Passámos à frente ou passámos ao lado?

Elogiei a intervenção no 10 de Junho do jornalista e cronista João Miguel Tavares, cujo estilo irreverente e frontal acho útil e aprecio. Critico hoje um seu artigo recente no Público, em que defende uma tese que – sendo redutora, universal e intemporal – é insustentável: a ‘superioridade de umas culturas’ (1) sobre as outras,  concretamente,…

1. Elogiei a intervenção no 10 de Junho do jornalista e cronista João Miguel Tavares, cujo estilo irreverente e frontal acho útil e aprecio. Critico hoje um seu artigo recente no Público, em que defende uma tese que – sendo redutora, universal e intemporal – é insustentável: a ‘superioridade de umas culturas’ (1) sobre as outras, concretamente, a superioridade global do que designa ‘cultura ocidental’ sobre as outras (sem precisões de época, de aspetos ou de duração). 

É uma visão pouco informada, simplista. Nesta crónica, JMT confirma a asserção popular de que o sapateiro não deve ir além da chinela. Como, de facto, foi. Cronista arguto e corajoso, controverso também, o que é bom, JMT não revela na especialidade a formação necessária e suficiente para se aventurar, com rigor, a tais domínios, e sobretudo para se atrever à generalização ingénua que fez. É natural, aliás, pois não se pode saber tudo de tudo. 

Por hoje, apenas duas ou três interrogações-pistas para JMT refletir. 

Culturas superiores… globalmente? Sempre? À luz de que critérios? Haverá um critério único que permita uma avaliação global, intemporal, definitiva? 

Por exemplo: uma cultura em que as religiões (e os homens) se matem umas às outras é superior a outra em que convivam pacificamente? Uma cultura cheia de artefactos tecnológicos, em que uma grande parte da população se consuma numa velocidade existencialmente incompreensível, se gaste no stresse, na angústia, no medo do futuro, na dependência de antidepressivos e drogas, será superior a outra em que a vida é vivida dominantemente de modo oposto, com os conflitos e as depressões a serem resolvidos sem perda?

Uma cultura que quis converter e dominar as outras culturas, que permitiu que se afirmassem e dominassem os maiores monstros da História, que gerou e permitiu a emergência das ideologias mais assassinas da História, que teve meios para atear e ateou as chamas que incendiaram o mundo todo como nunca tinha acontecido, é superior a uma cultura não invasiva, não dominadora, não escravizadora das outras culturas? 

Uma cultura que perdure durante milhares de anos é inferior a outra que, inundada de realizações tecnológicas, se autodestrua e conduza o mundo à autodestruição?

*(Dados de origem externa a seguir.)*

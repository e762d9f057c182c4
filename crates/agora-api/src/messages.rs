use axum::{
    Extension,
    extract::{Path, State},
    http::StatusCode,
    response::IntoResponse,
};
use tracing::{info, warn};
use validator::Validate;

use agora_db::models::BatchDelete;
use agora_types::api::{
    DeleteMessagesRequest, MessageBody, SendMessageRequest, UpdateMessageRequest,
};
use agora_types::models::Message;
use agora_types::paging::PageQuery;

use crate::access::{require_channel_member, require_owner};
use crate::error::{ApiError, ApiResult};
use crate::extract::{Json, Query};
use crate::loaders;
use crate::middleware::Actor;
use crate::state::{AppState, with_db};
use crate::views;

const DEFAULT_MESSAGES_LIMIT: u32 = 20;
const MAX_MESSAGES_LIMIT: u32 = 200;

/// `POST /message/{channelId}`
pub async fn send_message(
    State(state): State<AppState>,
    Extension(actor): Extension<Actor>,
    Path(channel_id): Path<String>,
    Json(req): Json<SendMessageRequest>,
) -> ApiResult<impl IntoResponse> {
    let channel = loaders::channel(&state, &channel_id).await?;
    require_channel_member(&state, &channel, &actor).await?;
    req.validate()?;

    let cid = channel.id.to_string();
    let sender_id = actor.id();
    let message = with_db(&state, move |db| {
        let id = db.insert_message(&cid, sender_id, req.content.trim(), req.image_url.as_deref())?;
        Ok(db.get_message(id)?.map(views::message))
    })
    .await?
    .ok_or_else(|| ApiError::Internal("message vanished after insert".into()))?;

    Ok((StatusCode::CREATED, Json(message)))
}

/// `GET /message/all/{channelId}`, newest first.
pub async fn list_messages(
    State(state): State<AppState>,
    Extension(actor): Extension<Actor>,
    Path(channel_id): Path<String>,
    Query(query): Query<PageQuery>,
) -> ApiResult<impl IntoResponse> {
    let channel = loaders::channel(&state, &channel_id).await?;
    require_channel_member(&state, &channel, &actor).await?;

    let page = query.page(DEFAULT_MESSAGES_LIMIT, MAX_MESSAGES_LIMIT);
    let cid = channel.id.to_string();
    let rows = with_db(&state, move |db| db.list_messages(&cid, page.offset, page.limit)).await?;
    let messages: Vec<Message> = rows.into_iter().map(views::message).collect();
    Ok(Json(messages))
}

/// `PUT /message/{messageId}`
pub async fn update_message(
    State(state): State<AppState>,
    Extension(actor): Extension<Actor>,
    Path(message_id): Path<String>,
    Json(req): Json<UpdateMessageRequest>,
) -> ApiResult<impl IntoResponse> {
    let message = loaders::message(&state, &message_id).await?;
    require_owner(&message, &actor)?;
    req.validate()?;

    let id = message.id;
    let message = with_db(&state, move |db| {
        db.update_message(id, req.content.trim())?;
        Ok(db.get_message(id)?.map(views::message))
    })
    .await?
    .ok_or_else(|| ApiError::not_found("Message not found"))?;

    Ok(Json(message))
}

/// `DELETE /message/{messageId}`
pub async fn delete_message(
    State(state): State<AppState>,
    Extension(actor): Extension<Actor>,
    Path(message_id): Path<String>,
) -> ApiResult<impl IntoResponse> {
    let message = loaders::message(&state, &message_id).await?;
    require_owner(&message, &actor)?;

    let id = message.id;
    with_db(&state, move |db| db.delete_message(id)).await?;
    Ok(Json(MessageBody::new("Success")))
}

/// `DELETE /message` with `{ messageIds }`. Either every matched message
/// belongs to the actor and all are removed, or nothing is.
pub async fn delete_messages(
    State(state): State<AppState>,
    Extension(actor): Extension<Actor>,
    Json(req): Json<DeleteMessagesRequest>,
) -> ApiResult<impl IntoResponse> {
    if req.message_ids.is_empty() {
        return Err(ApiError::bad_request("Please provide messageIds"));
    }

    let sender_id = actor.id();
    let ids = req.message_ids;
    let outcome = with_db(&state, move |db| db.delete_messages_of(sender_id, &ids)).await?;

    match outcome {
        BatchDelete::Deleted(count) => {
            info!(sender_id, count, "Deleted messages");
            Ok(Json(MessageBody::new("Success")))
        }
        BatchDelete::NotOwned(foreign) => {
            warn!(sender_id, ?foreign, "Batch delete touched foreign messages");
            Err(ApiError::forbidden("You can delete only your own messages"))
        }
        BatchDelete::NoneFound => Err(ApiError::not_found("Messages not found")),
    }
}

Uma cultura regulada pela ética será inferior a uma cultura regulada pela polícia?

Reparem que não estou a concluir nada. Não estou a fazer generalizações não fundamentadas, a dar como absoluto nada que evidentemente o não é. Se o fizesse, seria uma manifestação ignorante elementar, igual à de JMT. As interrogações que coloco pretendem apenas sugerir que a tese de JMT, tal como é apresentada e com a radicalidade como é aplicada, não faz qualquer sentido. 

Para não falar, claro, no facto de JMT demonstrar ignorar a interação entre culturas, a permanente reelaboração de todas elas (mesmo as mais fechadas) e – fait divers en passant – o facto de a cultura a que chama europeia ser, na verdade, nas suas origens e desenvolvimentos, eurasiática. O que ela bebeu na civilização do Extremo-Oriente, particularmente! Tal como o Extremo-Oriente veio ‘cá’ agora importar. 

Leia, pelo menos, o livro de Ernest Jones O Milagre Europeu, a obra de referência-base citada por muitos autores que, depois dele, escreveram sobre estes temas (da Gradiva, claro, e que me foi sugerida pelo melhor leitor, o meu Mestre e, mais do que Amigo, A. Sedas Nunes). 

Como é natural, João Miguel Tavares experimenta dificuldades quando o tema e a análise são mais finos. Impõe-se-lhe, por isso, self control.

2. ‘Onde surge o perigo nasce salvação’(2). A Europa terá chegado ao liberalismo, aos valores liberais, adotado a democracia liberal, para se defender… de si própria! E durante muito tempo esses valores foram só para consumo interno, pois continuou a matar, a roubar, a condicionar os outros, como fizera antes. 

É por isso que os dirigentes chineses ficam sempre muito irritados quando os ingleses lhes falam em direitos humanos. É bem revelador de uma visão diferente – essa, sim, superior – do mundo e da História o facto de terem superado, por exemplo, o horror da imposição cruel do consumo do ópio pela Inglaterra. É sempre oportuno lembrar que a formalização dos direitos humanos na liberal Declaração Universal dos Direitos Humanos é para todos! (3)

3. A ciência e a tecnologia mudaram o mundo e elevaram a qualidade da vida humana até níveis inimagináveis, sobretudo nos prodigiosos últimos 100 anos. E convém notar que as dificuldades e ameaças criadas pela tecnologia só podem ser resolvidas – serão resolvidas – com mais ciência e melhor tecnologia. 

Mas sem a reflexão ética e moral, a ciência e a tecnologia conduzirão o homem e o mundo à autodestruição. Por isso, Carl Sagan insistiu tanto no imperativo dessa reflexão ética e moral. E ainda não se estava no ponto a que agora se chegou…

(1) Uso a expressão ‘cultura’, mas deveria ser usado, com mais precisão, o termo ‘civilização’ – ‘civilizações’ estas com um mosaico inumerável de culturas. 

(2) A pensar sobretudo nas escolas e nos pais, a Gradiva editou recentemente um livrinho com a história da Declaração Universal dos Direitos do Homem. Venderam-se 30 exemplares! Culturas superiores, JMT, vai ver o futuro que aí vem…

(3) Tradução livre de um verso de um poema de Holderlin.